Collected data entries:

┏━━

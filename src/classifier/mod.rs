//! Classifier state machine (§4.3): drives a `ClassifierPlugin` through
//! `idle -> data_collect -> training -> application` on a dedicated
//! background thread, gating `application` on a completed training pass.

mod boundary;

pub use boundary::BoundaryClassifier;

use std::sync::atomic::{AtomicBool, Ordering};
use std::sync::{Arc, Condvar, Mutex};
use std::thread::{self, JoinHandle};
use std::time::Duration;

use crate::error::BciError;
use crate::recorder::Recorder;
use crate::sink::EventSink;
use crate::types::{ParamValue, Sample};

/// The epochs gathered during `data_collect`, handed to the plugin whole
/// when the client requests `training`.
#[derive(Debug, Clone, Default)]
pub struct Dataset {
    pub epochs: Vec<Sample>,
}

impl Dataset {
    pub fn new() -> Self {
        Self::default()
    }

    pub fn push(&mut self, sample: Sample) {
        self.epochs.push(sample);
    }

    pub fn is_empty(&self) -> bool {
        self.epochs.is_empty()
    }
}

/// The tokens a plugin wants reported to the client as `RESULT PROVIDE`.
#[derive(Debug, Clone)]
pub struct ClassificationResult {
    pub tokens: Vec<ParamValue>,
    pub timestamp: Option<f64>,
}

/// A pluggable classification algorithm, driven through a trait object
/// rather than base-class inheritance with `_train`/`_apply` overrides.
pub trait ClassifierPlugin: Send {
    fn name(&self) -> &str;
    fn train(&mut self, dataset: &Dataset) -> Result<(), BciError>;
    fn apply(&mut self, sample: &Sample) -> Result<ClassificationResult, BciError>;
    fn set_parameter(&mut self, name: &str, values: &[ParamValue]) -> Result<bool, BciError>;
    fn get_parameter(&self, name: &str) -> Option<ParamValue>;
}

#[derive(Debug, Clone, Copy, PartialEq, Eq)]
pub enum ClassifierState {
    Idle,
    DataCollect,
    Training,
    Application,
}

impl ClassifierState {
    /// Accepts both the wire spelling (`data-collect`) and the internal one
    /// (`data_collect`), since client implementations are told only the
    /// hyphenated form.
    pub fn parse(s: &str) -> Option<Self> {
        match s.to_ascii_lowercase().as_str() {
            "idle" => Some(Self::Idle),
            "data_collect" | "data-collect" => Some(Self::DataCollect),
            "training" => Some(Self::Training),
            "application" => Some(Self::Application),
            _ => None,
        }
    }

    /// Wire spelling, as sent in `MODE PROVIDE "<mode>"`.
    pub fn as_str(&self) -> &'static str {
        match self {
            Self::Idle => "idle",
            Self::DataCollect => "data-collect",
            Self::Training => "training",
            Self::Application => "application",
        }
    }
}

struct Shared {
    state: Mutex<ClassifierState>,
    state_condvar: Condvar,
    training_complete: AtomicBool,
    running: AtomicBool,
    dataset: Mutex<Dataset>,
}

/// Owns a plugin and a background thread that steps it through the state
/// machine, reading fresh chunks from `recorder` and pushing results and
/// mode changes through `sink`. The plugin itself lives behind a shared
/// mutex rather than being moved wholesale into the thread, so the Engine
/// can still read and set its parameters from the command-dispatch side.
pub struct ClassifierStateMachine {
    shared: Arc<Shared>,
    plugin: Arc<Mutex<Box<dyn ClassifierPlugin>>>,
    handle: Mutex<Option<JoinHandle<()>>>,
}

impl ClassifierStateMachine {
    pub fn new(plugin: Box<dyn ClassifierPlugin>, recorder: Arc<Recorder>, sink: EventSink) -> Self {
        let shared = Arc::new(Shared {
            state: Mutex::new(ClassifierState::Idle),
            state_condvar: Condvar::new(),
            training_complete: AtomicBool::new(false),
            running: AtomicBool::new(true),
            dataset: Mutex::new(Dataset::new()),
        });
        let plugin = Arc::new(Mutex::new(plugin));

        let worker_shared = shared.clone();
        let worker_plugin = plugin.clone();
        let handle = thread::spawn(move || run(worker_shared, worker_plugin, recorder, sink));

        Self {
            shared,
            plugin,
            handle: Mutex::new(Some(handle)),
        }
    }

    pub fn name(&self) -> String {
        self.plugin.lock().unwrap().name().to_string()
    }

    pub fn set_parameter(&self, name: &str, values: &[ParamValue]) -> Result<bool, BciError> {
        self.plugin.lock().unwrap().set_parameter(name, values)
    }

    pub fn get_parameter(&self, name: &str) -> Option<ParamValue> {
        self.plugin.lock().unwrap().get_parameter(name)
    }

    pub fn state(&self) -> ClassifierState {
        *self.shared.state.lock().unwrap()
    }

    pub fn training_complete(&self) -> bool {
        self.shared.training_complete.load(Ordering::Relaxed)
    }

    /// Request a transition. `application` is refused until a training pass
    /// has completed at least once; every other transition always succeeds.
    /// Entering `data_collect` discards whatever was gathered last time.
    pub fn set_mode(&self, requested: ClassifierState) -> Result<(), BciError> {
        if requested == ClassifierState::Application && !self.training_complete() {
            return Err(BciError::classifier(
                "cannot enter application mode before training has completed",
            ));
        }

        if requested == ClassifierState::DataCollect {
            self.shared.dataset.lock().unwrap().epochs.clear();
        }

        *self.shared.state.lock().unwrap() = requested;
        self.shared.state_condvar.notify_all();
        Ok(())
    }

    pub fn stop(&self) -> Result<(), BciError> {
        self.shared.running.store(false, Ordering::Relaxed);
        self.shared.state_condvar.notify_all();
        if let Some(handle) = self.handle.lock().unwrap().take() {
            handle
                .join()
                .map_err(|_| BciError::classifier("classifier thread panicked"))?;
        }
        Ok(())
    }
}

impl Drop for ClassifierStateMachine {
    fn drop(&mut self) {
        let _ = self.stop();
    }
}

/// Drives the state machine. Each state's one-time entry actions (flushing
/// the recorder, toggling capture, announcing the new mode) fire only on
/// the iteration that transitions into it, tracked via `last_state` --
/// everything else in the match arm is the steady-state body, re-run every
/// poll.
fn run(
    shared: Arc<Shared>,
    plugin: Arc<Mutex<Box<dyn ClassifierPlugin>>>,
    recorder: Arc<Recorder>,
    sink: EventSink,
) {
    let mut last_state: Option<ClassifierState> = None;

    while shared.running.load(Ordering::Relaxed) {
        let state = *shared.state.lock().unwrap();
        let entering = last_state != Some(state);
        last_state = Some(state);

        match state {
            ClassifierState::Idle => {
                recorder.stop_capture();
                if entering {
                    sink.mode(ClassifierState::Idle.as_str());
                }
                let guard = shared.state.lock().unwrap();
                let _ = shared.state_condvar.wait_timeout_while(guard, Duration::from_millis(200), |s| {
                    *s == ClassifierState::Idle && shared.running.load(Ordering::Relaxed)
                });
            }
            ClassifierState::DataCollect => {
                if entering {
                    recorder.flush();
                    recorder.wait_calibrated();
                    recorder.start_capture();
                    shared.dataset.lock().unwrap().epochs.clear();
                    sink.mode(ClassifierState::DataCollect.as_str());
                }
                if let Some(sample) = recorder.read(false, true) {
                    shared.dataset.lock().unwrap().push(sample);
                } else {
                    thread::sleep(Duration::from_millis(20));
                }
            }
            ClassifierState::Training => {
                if entering {
                    recorder.stop_capture();
                    sink.mode(ClassifierState::Training.as_str());
                }
                let dataset = shared.dataset.lock().unwrap().clone();
                let mut guard = plugin.lock().unwrap();
                match guard.train(&dataset) {
                    Ok(()) => {
                        shared.training_complete.store(true, Ordering::Relaxed);
                        log::info!("classifier {} finished training", guard.name());
                    }
                    Err(e) => {
                        log::warn!("classifier {} training failed: {e}", guard.name());
                        drop(guard);
                        sink.error(e);
                    }
                }
                *shared.state.lock().unwrap() = ClassifierState::Idle;
            }
            ClassifierState::Application => {
                if !shared.training_complete.load(Ordering::Relaxed) {
                    log::error!("cannot enter application state without training");
                    *shared.state.lock().unwrap() = ClassifierState::Idle;
                    continue;
                }

                recorder.start_capture();
                if entering {
                    sink.mode(ClassifierState::Application.as_str());
                }
                if let Some(sample) = recorder.read(false, true) {
                    let result = plugin.lock().unwrap().apply(&sample);
                    match result {
                        Ok(result) => sink.result(result.tokens, result.timestamp),
                        Err(e) => sink.error(e),
                    }
                } else {
                    thread::sleep(Duration::from_millis(20));
                }
            }
        }
    }
}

┗━━

Would you filter the records and copy each line that contains the word "ParamValue"?

use crate::types::{ParamValue, Sample};
    pub tokens: Vec<ParamValue>,
    fn set_parameter(&mut self, name: &str, values: &[ParamValue]) -> Result<bool, BciError>;
    fn get_parameter(&self, name: &str) -> Option<ParamValue>;
    pub fn set_parameter(&self, name: &str, values: &[ParamValue]) -> Result<bool, BciError> {
    pub fn get_parameter(&self, name: &str) -> Option<ParamValue> {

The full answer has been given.